I liken increasing SIGACTs with the introduction of additional troops with the following analogy:
If I go duck hunting and I only see one duck over the course of day, my odds of bringing home a duck for dinner are much less than if I have an entire flock of ducks fly by or ducks transiting past me throughout the day. More importantly, I have exponentially increased my odds of hitting a duck as well as the number of opportunities for engagement.
With any increase of troops, I would expect to see an initial increase of SIGACTs. I think that using SIGACTs data as the sole metric as to the efficacy of introducing additional troops (is it up when more troops go in vs. down?) isn't as relevant (or better put---as cut and dried) as the paper asserts.
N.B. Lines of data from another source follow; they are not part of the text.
//! The saved map record and its conversion to and from a live grid

use std::collections::BTreeMap;

use glam::Vec2;
use serde::{Deserialize, Serialize};

use super::{unix_now, StorageError};
use crate::core::types::{ObjectKind, PlacementId, TerrainKind};
use crate::placement::registry::ObjectFootprint;
use crate::spatial::coord::GridCoordinate;
use crate::spatial::grid::{Cell, MapGrid, VertexHeights};

/// One placement as written to disk
#[derive(Debug, Clone, PartialEq, Serialize, Deserialize)]
#[serde(rename_all = "camelCase")]
pub struct SavedPlacement {
    pub id: PlacementId,
    pub object_id: ObjectKind,
    pub row: i32,
    pub col: i32,
    pub width: u32,
    pub height: u32,
}

#[derive(Debug, Clone, Copy, PartialEq, Serialize, Deserialize)]
pub struct SavedCell {
    #[serde(default)]
    pub terrain: TerrainKind,
    #[serde(default)]
    pub height: f32,
}

/// Persisted map file
#[derive(Debug, Clone, PartialEq, Serialize, Deserialize)]
#[serde(rename_all = "camelCase")]
pub struct SavedMap {
    pub map_name: String,
    pub rows: u32,
    pub cols: u32,
    #[serde(default)]
    pub placements: Vec<SavedPlacement>,
    /// Keyed by `"<row>_<col>"`
    #[serde(default)]
    pub cells: BTreeMap<String, SavedCell>,
    #[serde(default)]
    pub created_date: u64,
    #[serde(default)]
    pub origin_offset_x: f32,
    #[serde(default)]
    pub origin_offset_z: f32,
    /// Keyed by `"<vertex_row>_<vertex_col>"`
    #[serde(default, skip_serializing_if = "Option::is_none")]
    pub vertex_heights: Option<BTreeMap<String, f32>>,
}

/// Map-level data that doesn't live in the grid
#[derive(Debug, Clone, PartialEq)]
pub struct MapMetadata {
    pub name: String,
    pub created_date: u64,
    pub origin_offset: Vec2,
}

impl MapMetadata {
    /// Metadata stamped with the current time
    pub fn new(name: impl Into<String>) -> Self {
        Self {
            name: name.into(),
            created_date: unix_now(),
            origin_offset: Vec2::ZERO,
        }
    }
}

/// A decoded map file
#[derive(Debug, Clone)]
pub struct LoadedMap {
    pub grid: MapGrid,
    pub metadata: MapMetadata,
}

impl SavedMap {
    pub fn from_grid(grid: &MapGrid, metadata: &MapMetadata) -> Self {
        let placements = grid
            .placements()
            .iter()
            .map(|p| SavedPlacement {
                id: p.id.clone(),
                object_id: p.kind,
                row: p.origin_row,
                col: p.origin_col,
                width: p.width,
                height: p.height,
            })
            .collect();

        let cells = grid
            .cells()
            .map(|cell| {
                (
                    cell.coordinate.cell_key(),
                    SavedCell {
                        terrain: cell.terrain,
                        height: cell.height,
                    },
                )
            })
            .collect();

        let vertex_heights = grid.vertex_heights().map(|vertices| {
            vertices
                .iter()
                .map(|(vr, vc, h)| (GridCoordinate::new(vr, vc).cell_key(), h))
                .collect()
        });

        Self {
            map_name: metadata.name.clone(),
            rows: grid.rows(),
            cols: grid.cols(),
            placements,
            cells,
            created_date: metadata.created_date,
            origin_offset_x: metadata.origin_offset.x,
            origin_offset_z: metadata.origin_offset.y,
            vertex_heights,
        }
    }

    /// Rebuild the live grid. Cells missing from the file stay flat grass.
    pub fn into_grid(self) -> Result<LoadedMap, StorageError> {
        let (rows, cols) = (self.rows, self.cols);
        let mut cells: Vec<Cell> = (0..rows as i32)
            .flat_map(|row| {
                (0..cols as i32).map(move |col| Cell::new(GridCoordinate::new(row, col)))
            })
            .collect();

        for (key, saved) in &self.cells {
            let coord = GridCoordinate::parse_key(key)
                .filter(|c| c.in_bounds(rows, cols))
                .ok_or_else(|| StorageError::DecodeFailed(format!("bad cell key {key:?}")))?;
            let cell = &mut cells[coord.row as usize * cols as usize + coord.col as usize];
            cell.terrain = saved.terrain;
            cell.height = saved.height;
        }

        let mut grid = MapGrid::from_cells(rows, cols, cells)
            .map_err(|e| StorageError::DecodeFailed(e.to_string()))?;

        for saved in self.placements {
            let footprint = ObjectFootprint::new(saved.object_id, saved.width, saved.height);
            grid.place_with_id(
                saved.id,
                saved.object_id,
                &footprint,
                GridCoordinate::new(saved.row, saved.col),
            )
            .map_err(|e| StorageError::DecodeFailed(format!("placement: {e}")))?;
        }

        if let Some(saved_vertices) = self.vertex_heights {
            let mut vertices = VertexHeights::flat(rows, cols);
            for (key, height) in saved_vertices {
                let ok = GridCoordinate::parse_key(&key)
                    .map(|c| vertices.set(c.row, c.col, height))
                    .unwrap_or(false);
                if !ok {
                    return Err(StorageError::DecodeFailed(format!("bad vertex key {key:?}")));
                }
            }
            grid.set_vertex_heights(Some(vertices));
        }

        // A freshly loaded grid has nothing to report
        grid.drain_changes();

        Ok(LoadedMap {
            grid,
            metadata: MapMetadata {
                name: self.map_name,
                created_date: self.created_date,
                origin_offset: Vec2::new(self.origin_offset_x, self.origin_offset_z),
            },
        })
    }

    /// Encode into a complete JSON buffer
    pub fn to_json(&self) -> Result<Vec<u8>, StorageError> {
        Ok(serde_json::to_vec_pretty(self)?)
    }

    pub fn from_json(bytes: &[u8]) -> Result<Self, StorageError> {
        serde_json::from_slice(bytes).map_err(|e| StorageError::DecodeFailed(e.to_string()))
    }
}
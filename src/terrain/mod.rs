//! Terrain editing - brushes, height/paint edits and undo history

pub mod brush;
pub mod editor;
pub mod history;

pub use brush::{cells_in_brush, BrushSize, EditRegion};
pub use editor::TerrainEditor;
pub use history::{EditHistory, HeightChange, TerrainAction, TerrainChange};
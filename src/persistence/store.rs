//! File-backed map storage

use std::fs;
use std::path::{Path, PathBuf};

use super::catalog::{MapCatalog, MapCatalogEntry};
use super::map_file::{LoadedMap, MapMetadata, SavedMap};
use super::{unix_now, StorageError};
use crate::core::config::EngineConfig;
use crate::spatial::grid::MapGrid;

pub const CATALOG_FILE: &str = "catalog.json";

/// Maps under `<root>/<side>/slot_<n>.json` plus the catalog at `<root>/catalog.json`
///
/// Paths handed in and out are relative to the root, e.g. `"400/slot_2.json"`.
#[derive(Debug, Clone)]
pub struct MapStore {
    root: PathBuf,
    sides: Vec<u32>,
}

impl MapStore {
    pub fn new(root: impl Into<PathBuf>, config: &EngineConfig) -> Self {
        Self {
            root: root.into(),
            sides: config.valid_map_sides.clone(),
        }
    }

    pub fn root(&self) -> &Path {
        &self.root
    }

    pub fn catalog_path(&self) -> PathBuf {
        self.root.join(CATALOG_FILE)
    }

    pub fn relative_path(side: u32, slot: u32) -> String {
        format!("{side}/slot_{slot}.json")
    }

    fn resolve(&self, path: &str) -> PathBuf {
        self.root.join(path)
    }

    fn check_size(&self, rows: u32, cols: u32) -> Result<u32, StorageError> {
        if rows != cols || !self.sides.contains(&rows) {
            return Err(StorageError::InvalidMapSize { rows, cols });
        }
        Ok(rows)
    }

    /// Write a map into `slot` and record it in the catalog
    pub fn save(
        &self,
        grid: &MapGrid,
        metadata: &MapMetadata,
        slot: u32,
        tags: &[String],
    ) -> Result<MapCatalogEntry, StorageError> {
        let name = metadata.name.trim();
        if name.is_empty() {
            return Err(StorageError::EmptyName);
        }
        let side = self.check_size(grid.rows(), grid.cols())?;

        let dir = self.root.join(side.to_string());
        fs::create_dir_all(&dir).map_err(|source| StorageError::StorageUnavailable {
            path: dir.clone(),
            source,
        })?;

        let relative = Self::relative_path(side, slot);
        let path = self.resolve(&relative);
        let mut saved = SavedMap::from_grid(grid, metadata);
        saved.map_name = name.to_string();
        self.write_map(&path, &saved)?;

        let entry =
            MapCatalogEntry::new(&relative, grid.rows(), grid.cols(), slot, name, tags.to_vec());
        let mut catalog = self.catalog();
        catalog.upsert(entry.clone());
        self.write_catalog(&mut catalog)?;

        tracing::info!(path = %relative, name, placements = grid.placements().len(), "map saved");
        Ok(entry)
    }

    /// Write a map back over an existing file, keeping its slot and catalog tags
    pub fn save_over(
        &self,
        path: &str,
        grid: &MapGrid,
        metadata: &MapMetadata,
    ) -> Result<MapCatalogEntry, StorageError> {
        let file = self.resolve(path);
        if !file.is_file() {
            return Err(StorageError::NotFound(file));
        }
        let slot = path
            .rsplit('/')
            .next()
            .and_then(parse_slot)
            .ok_or(StorageError::NotFound(file))?;
        let tags = self
            .catalog()
            .find(path)
            .map(|e| e.tags.clone())
            .unwrap_or_default();
        self.save(grid, metadata, slot, &tags)
    }

    pub fn load(&self, path: &str) -> Result<LoadedMap, StorageError> {
        let loaded = self.read_map(path)?.into_grid()?;
        tracing::info!(path, name = %loaded.metadata.name, "map loaded");
        Ok(loaded)
    }

    /// Change a saved map's display name in both the file and the catalog
    pub fn rename(&self, path: &str, new_name: &str) -> Result<(), StorageError> {
        let name = new_name.trim();
        if name.is_empty() {
            return Err(StorageError::EmptyName);
        }
        let mut saved = self.read_map(path)?;
        saved.map_name = name.to_string();
        self.write_map(&self.resolve(path), &saved)?;

        let mut catalog = self.catalog();
        match catalog.find_mut(path) {
            Some(entry) => entry.display_name = name.to_string(),
            None => catalog.upsert(entry_for(path, &saved, Vec::new())),
        }
        self.write_catalog(&mut catalog)?;
        tracing::info!(path, name, "map renamed");
        Ok(())
    }

    pub fn delete(&self, path: &str) -> Result<(), StorageError> {
        let file = self.resolve(path);
        if !file.is_file() {
            return Err(StorageError::NotFound(file));
        }
        fs::remove_file(&file).map_err(|source| StorageError::WriteFailed {
            path: file.clone(),
            source,
        })?;

        let mut catalog = self.catalog();
        catalog.remove(path);
        self.write_catalog(&mut catalog)?;
        tracing::info!(path, "map deleted");
        Ok(())
    }

    /// Current catalog; empty when missing or unreadable
    pub fn catalog(&self) -> MapCatalog {
        MapCatalog::load(&self.catalog_path())
    }

    /// Rescan every size directory and rewrite the catalog
    ///
    /// Tags from the previous catalog are kept for maps that still exist.
    /// Files that fail to decode are skipped with a warning.
    pub fn rebuild_catalog(&self) -> Result<MapCatalog, StorageError> {
        let previous = self.catalog();
        let mut catalog = MapCatalog::new();

        for &side in &self.sides {
            let dir = self.root.join(side.to_string());
            let entries = match fs::read_dir(&dir) {
                Ok(entries) => entries,
                Err(err) if err.kind() == std::io::ErrorKind::NotFound => continue,
                Err(source) => return Err(StorageError::StorageUnavailable { path: dir, source }),
            };

            for dir_entry in entries.flatten() {
                let file_name = dir_entry.file_name();
                let Some(slot) = file_name.to_str().and_then(parse_slot) else {
                    continue;
                };
                let relative = Self::relative_path(side, slot);
                match self.read_map(&relative) {
                    Ok(saved) => {
                        let tags = previous
                            .find(&relative)
                            .map(|e| e.tags.clone())
                            .unwrap_or_default();
                        catalog.upsert(entry_for(&relative, &saved, tags));
                    }
                    Err(err) => {
                        tracing::warn!(path = %relative, error = %err, "skipping unreadable map");
                    }
                }
            }
        }

        self.write_catalog(&mut catalog)?;
        tracing::info!(maps = catalog.len(), "catalog rebuilt");
        Ok(catalog)
    }

    /// Lowest slot number with no file for `side`
    pub fn next_free_slot(&self, side: u32) -> u32 {
        (1..)
            .find(|&slot| !self.resolve(&Self::relative_path(side, slot)).exists())
            .unwrap_or(1)
    }

    fn read_map(&self, path: &str) -> Result<SavedMap, StorageError> {
        let file = self.resolve(path);
        if !file.is_file() {
            return Err(StorageError::NotFound(file));
        }
        let bytes = fs::read(&file).map_err(|source| StorageError::StorageUnavailable {
            path: file.clone(),
            source,
        })?;
        let saved = SavedMap::from_json(&bytes)
            .map_err(|err| StorageError::DecodeFailed(format!("{}: {err}", file.display())))?;

        // Size is checked before any cell table is allocated
        let side = self.check_size(saved.rows, saved.cols)?;
        let dir_side = path.split('/').next().and_then(|dir| dir.parse::<u32>().ok());
        if dir_side.is_some_and(|dir_side| dir_side != side) {
            return Err(StorageError::InvalidMapSize {
                rows: saved.rows,
                cols: saved.cols,
            });
        }
        Ok(saved)
    }

    fn write_map(&self, path: &Path, saved: &SavedMap) -> Result<(), StorageError> {
        let bytes = saved.to_json()?;
        fs::write(path, bytes).map_err(|source| StorageError::WriteFailed {
            path: path.to_path_buf(),
            source,
        })
    }

    fn write_catalog(&self, catalog: &mut MapCatalog) -> Result<(), StorageError> {
        fs::create_dir_all(&self.root).map_err(|source| StorageError::StorageUnavailable {
            path: self.root.clone(),
            source,
        })?;
        catalog.updated_at = unix_now();
        catalog.save(&self.catalog_path())
    }
}

fn entry_for(path: &str, saved: &SavedMap, tags: Vec<String>) -> MapCatalogEntry {
    let slot = path
        .rsplit('/')
        .next()
        .and_then(parse_slot)
        .unwrap_or(0);
    MapCatalogEntry::new(path, saved.rows, saved.cols, slot, saved.map_name.clone(), tags)
}

/// Slot number from a `slot_<n>.json` file name
fn parse_slot(file_name: &str) -> Option<u32> {
    file_name
        .strip_prefix("slot_")?
        .strip_suffix(".json")?
        .parse()
        .ok()
}

#[cfg(test)]
mod tests {
    use super::*;
    use tempfile::TempDir;

    fn store(dir: &TempDir) -> MapStore {
        let config = EngineConfig {
            valid_map_sides: vec![4, 8],
            ..EngineConfig::default()
        };
        MapStore::new(dir.path(), &config)
    }

    #[test]
    fn test_parse_slot() {
        assert_eq!(parse_slot("slot_12.json"), Some(12));
        assert_eq!(parse_slot("slot_x.json"), None);
        assert_eq!(parse_slot("catalog.json"), None);
    }

    #[test]
    fn test_save_rejects_bad_size_and_name() {
        let dir = TempDir::new().unwrap();
        let store = store(&dir);

        let err = store.save(&MapGrid::new(4, 8), &MapMetadata::new("A"), 1, &[]);
        assert!(matches!(err, Err(StorageError::InvalidMapSize { rows: 4, cols: 8 })));

        let err = store.save(&MapGrid::new(5, 5), &MapMetadata::new("A"), 1, &[]);
        assert!(matches!(err, Err(StorageError::InvalidMapSize { .. })));

        let err = store.save(&MapGrid::new(4, 4), &MapMetadata::new("   "), 1, &[]);
        assert!(matches!(err, Err(StorageError::EmptyName)));
        assert!(store.catalog().is_empty());
    }

    #[test]
    fn test_save_writes_file_and_catalog() {
        let dir = TempDir::new().unwrap();
        let store = store(&dir);

        let entry = store
            .save(&MapGrid::new(4, 4), &MapMetadata::new("Hills"), 2, &["test".into()])
            .unwrap();
        assert_eq!(entry.path, "4/slot_2.json");
        assert!(dir.path().join("4").join("slot_2.json").is_file());
        assert_eq!(store.catalog().find("4/slot_2.json"), Some(&entry));
        assert_eq!(store.next_free_slot(4), 1);
    }

    #[test]
    fn test_save_over_keeps_tags() {
        let dir = TempDir::new().unwrap();
        let store = store(&dir);
        store
            .save(&MapGrid::new(8, 8), &MapMetadata::new("Vale"), 3, &["coast".into()])
            .unwrap();

        let mut grid = MapGrid::new(8, 8);
        grid.set_height(crate::spatial::coord::GridCoordinate::new(2, 2), 1.0);
        let entry = store
            .save_over("8/slot_3.json", &grid, &MapMetadata::new("Vale"))
            .unwrap();
        assert_eq!(entry.slot, 3);
        assert_eq!(entry.tags, vec!["coast".to_string()]);
        assert!(store.save_over("8/slot_4.json", &grid, &MapMetadata::new("Vale")).is_err());
    }

    #[test]
    fn test_load_checks_size_against_config_and_directory() {
        let dir = TempDir::new().unwrap();
        let store = store(&dir);
        store.save(&MapGrid::new(4, 4), &MapMetadata::new("Small"), 1, &[]).unwrap();

        // A valid 4x4 file moved into the 8 directory
        fs::create_dir_all(dir.path().join("8")).unwrap();
        fs::copy(dir.path().join("4/slot_1.json"), dir.path().join("8/slot_1.json")).unwrap();
        assert!(matches!(
            store.load("8/slot_1.json"),
            Err(StorageError::InvalidMapSize { rows: 4, cols: 4 })
        ));

        let forged = serde_json::json!({ "mapName": "x", "rows": 100_000, "cols": 100_000 });
        fs::write(dir.path().join("4/slot_2.json"), forged.to_string()).unwrap();
        assert!(matches!(
            store.load("4/slot_2.json"),
            Err(StorageError::InvalidMapSize { rows: 100_000, .. })
        ));
    }

    #[test]
    fn test_load_missing_is_not_found() {
        let dir = TempDir::new().unwrap();
        assert!(matches!(store(&dir).load("4/slot_9.json"), Err(StorageError::NotFound(_))));
    }

    #[test]
    fn test_corrupt_catalog_degrades_to_empty() {
        let dir = TempDir::new().unwrap();
        fs::write(dir.path().join(CATALOG_FILE), "][").unwrap();
        assert!(store(&dir).catalog().is_empty());
    }
}
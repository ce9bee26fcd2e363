//! Stockpile - a player's build resources

use ahash::AHashMap;
use serde::{Deserialize, Serialize};

use super::registry::ResourceType;

/// Default capacity for a resource with no explicit capacity
const DEFAULT_CAPACITY: u32 = 1000;

/// Resources held by one player
#[derive(Debug, Clone, Default, Serialize, Deserialize)]
pub struct Stockpile {
    /// Resources stored: type -> (current, capacity)
    resources: AHashMap<ResourceType, (u32, u32)>,
}

impl Stockpile {
    pub fn new() -> Self {
        Self::default()
    }

    /// Set capacity for a resource type, trimming any excess
    pub fn set_capacity(&mut self, resource: ResourceType, capacity: u32) {
        let entry = self.resources.entry(resource).or_insert((0, 0));
        entry.1 = capacity;
        entry.0 = entry.0.min(capacity);
    }

    /// Get current amount of a resource
    pub fn get(&self, resource: ResourceType) -> u32 {
        self.resources.get(&resource).map(|(c, _)| *c).unwrap_or(0)
    }

    /// Get capacity for a resource
    pub fn capacity(&self, resource: ResourceType) -> u32 {
        self.resources
            .get(&resource)
            .map(|(_, cap)| *cap)
            .unwrap_or(DEFAULT_CAPACITY)
    }

    /// Add resources, returns amount actually added
    pub fn add(&mut self, resource: ResourceType, amount: u32) -> u32 {
        let entry = self
            .resources
            .entry(resource)
            .or_insert((0, DEFAULT_CAPACITY));
        let space = entry.1.saturating_sub(entry.0);
        let added = amount.min(space);
        entry.0 += added;
        added
    }

    /// Remove resources, returns amount actually removed
    pub fn remove(&mut self, resource: ResourceType, amount: u32) -> u32 {
        if let Some(entry) = self.resources.get_mut(&resource) {
            let removed = amount.min(entry.0);
            entry.0 -= removed;
            removed
        } else {
            0
        }
    }

    /// Check if the stockpile covers `count` repetitions of `cost`
    pub fn can_afford(&self, cost: &[(ResourceType, u32)], count: u32) -> bool {
        cost.iter()
            .all(|(res, amount)| u64::from(self.get(*res)) >= u64::from(*amount) * u64::from(count))
    }

    /// Pay for `count` repetitions of `cost`, returns false (and pays nothing) if short
    pub fn spend(&mut self, cost: &[(ResourceType, u32)], count: u32) -> bool {
        if !self.can_afford(cost, count) {
            return false;
        }
        for (res, amount) in cost {
            self.remove(*res, amount * count);
        }
        true
    }
}

#[cfg(test)]
mod tests {
    use super::*;

    #[test]
    fn test_stockpile_add_remove() {
        let mut stockpile = Stockpile::new();
        stockpile.set_capacity(ResourceType::Wood, 50);

        assert_eq!(stockpile.add(ResourceType::Wood, 30), 30);
        assert_eq!(stockpile.get(ResourceType::Wood), 30);

        // Can't exceed capacity
        assert_eq!(stockpile.add(ResourceType::Wood, 30), 20);
        assert_eq!(stockpile.get(ResourceType::Wood), 50);

        assert_eq!(stockpile.remove(ResourceType::Wood, 20), 20);
        assert_eq!(stockpile.get(ResourceType::Wood), 30);
    }

    #[test]
    fn test_can_afford_scales_with_count() {
        let mut stockpile = Stockpile::new();
        stockpile.add(ResourceType::Stone, 20);

        let wall = [(ResourceType::Stone, 5)];
        assert!(stockpile.can_afford(&wall, 4));
        assert!(!stockpile.can_afford(&wall, 5));
        assert!(stockpile.can_afford(&[], 100));
    }

    #[test]
    fn test_spend_is_all_or_nothing() {
        let mut stockpile = Stockpile::new();
        stockpile.add(ResourceType::Wood, 50);
        stockpile.add(ResourceType::Stone, 5);

        let house = [(ResourceType::Wood, 20), (ResourceType::Stone, 10)];
        assert!(!stockpile.spend(&house, 1));
        assert_eq!(stockpile.get(ResourceType::Wood), 50);

        stockpile.add(ResourceType::Stone, 5);
        assert!(stockpile.spend(&house, 1));
        assert_eq!(stockpile.get(ResourceType::Wood), 30);
        assert_eq!(stockpile.get(ResourceType::Stone), 0);
    }
}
I would argue that it should be expected to see an initial increase in SIGACTs any time additional troops are introduced such as they were in Iraq and Afghanistan. Only through a holisitic assessment of all the factors and variables unique to the particular area where additional troops are introduced can we then start to understand and draw conclusions about whether or not it was beneficial or detrimental.
My .02
Your duck hunting analogy is spot on. I'd be interested in the correlation of similar numbers of troops in the same area over time, as well as the number of patrols versus SIGACT ratio.
What exactly defines a "SIGACT" can inflate numbers significantly. If SIGACT is only defined as kinetic attack resulting in direct or indirect fire contact with a coalition patrol will lessen the ratio. If SIGACT means everything from IED to cashe found the number will go up - If I have more troops looking for cashes, conducting checkpoints, conducting raids, and generally doing more patrolling as opposed to last week the number of SIGACTs from benign to kinetic will go up because opportunity has increased. I will have more assets operating in an area with a greater opportunity to develop the situation as well as providing the enemy with more opportunity to interdict and influence operations.
SIGACTs will usually be a function of opportunities granted to both sides resultant of the volume of forces in an area and exposure time (length/number of patrols) in the area of operation.
I think that you are definitely on track with your thoughts there. Maybe it is just Josh's over-generalization that has struck a chord with me, where in the conclusion he wrote,
"Thus, this study allows counterinsurgent planners and policy-makers to put aside massive troop surges as the essential ingredient in stemming an insurgency. Rather, the reduced significance of troop surges suggests that intangibles are the cornerstone of counterinsurgent victory..."
I think his study should be a catalyst for more indepth planning and analysis to determine the correct mix of tangibles vs. intangibles for the counterinsurgent including those that he highlighted: troop increases, coalition policies, enemy strategy, and neighboring country assistance.
As with any counterinsurgent strategy, what works well in one place may not work at all in another due to the constraints/limitations of the counterinsurgent force, the nature and compositon of the insurgency, malign external actors and influences, corrupt/ineffective/dysfunctional host nation governmental institutions, and the population itself.